In paragraph one the same cases are cited as were included in appellants’ original brief. We do not disagree with the rule of law as enunciated in those cases but we do not think it applies to the facts in the case before us. In the first trial the court determined that the appellants had cer*367tain rights as riparian owners. The appellants now seek to bar the rights of the appellee by extending the effect of that first judgment far beyond what we think we could have been contemplated under the issues raised in the first case. The appellants attempted to extend the riparian rights guaranteed them in the first case to the operation of a commercial enterprise. We will not extend the doctrine of res judicata to bar what we consider an entirely different state of facts.

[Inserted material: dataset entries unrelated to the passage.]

//! Student Performance Dashboard CLI
//!
//! Reads `StudentsPerformance.csv` from the working directory and writes
//! `Students_Performance_Dashboard.xlsx` plus chart images under `plots/`.
//! Log verbosity follows `RUST_LOG` and defaults to `info`.

use anyhow::{Context, Result};
use student_dashboard::{DashboardConfig, Pipeline};
use tracing::debug;

fn init_logging() {
    use tracing_subscriber::EnvFilter;

    let filter = EnvFilter::try_from_default_env().unwrap_or_else(|_| EnvFilter::new("info"));

    tracing_subscriber::fmt()
        .with_env_filter(filter)
        .with_target(false)
        .init();
}

fn main() -> Result<()> {
    init_logging();

    let config = DashboardConfig::default();
    let pipeline = Pipeline::builder()
        .config(config)
        .on_progress(|update| {
            debug!(
                "[{:>3.0}%] {}: {}",
                update.progress * 100.0,
                update.stage.display_name(),
                update.message
            );
        })
        .build()
        .context("Invalid dashboard configuration")?;

    let outcome = pipeline.run().with_context(|| {
        format!(
            "Failed to build dashboard from '{}'",
            pipeline.config().input_path.display()
        )
    })?;

    println!("Wrote: {}", outcome.report.path.display());
    Ok(())
}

Our same reasoning applies to points raised in paragraph two of appellants’ petition.
As to paragraph three it is our opinion that the facts do not establish that the appellee’s title is in dispute in the case now before us.
The appellants in paragraph four of their petition cite a conclusion of law of the Starke Circuit Court and attempt to make such conclusion a binding precedent upon this court since there was no appeal from the decision of the Starke Circuit Court in the first case. We .cannot accept the proposition that a conclusion of law by a trial court is a binding precedent upon this court.
Further in re-examining our original opinion and findings, conclusions and judgment of the LaPorte Circuit Court it is our opinion that those findings, conclusions and judgment were based upon due consideration of the bare facts and by its judgment the LaPorte Circuit Court arrived at the naked truth.
The petition for rehearing is denied.
Prime, P. J., and Faulconer, J., concur.
Wickens, J., not participating.
Note. — Reported in 208 N. E. 2d 722. Rehearing denied reported in 210 N. E. 2d 130.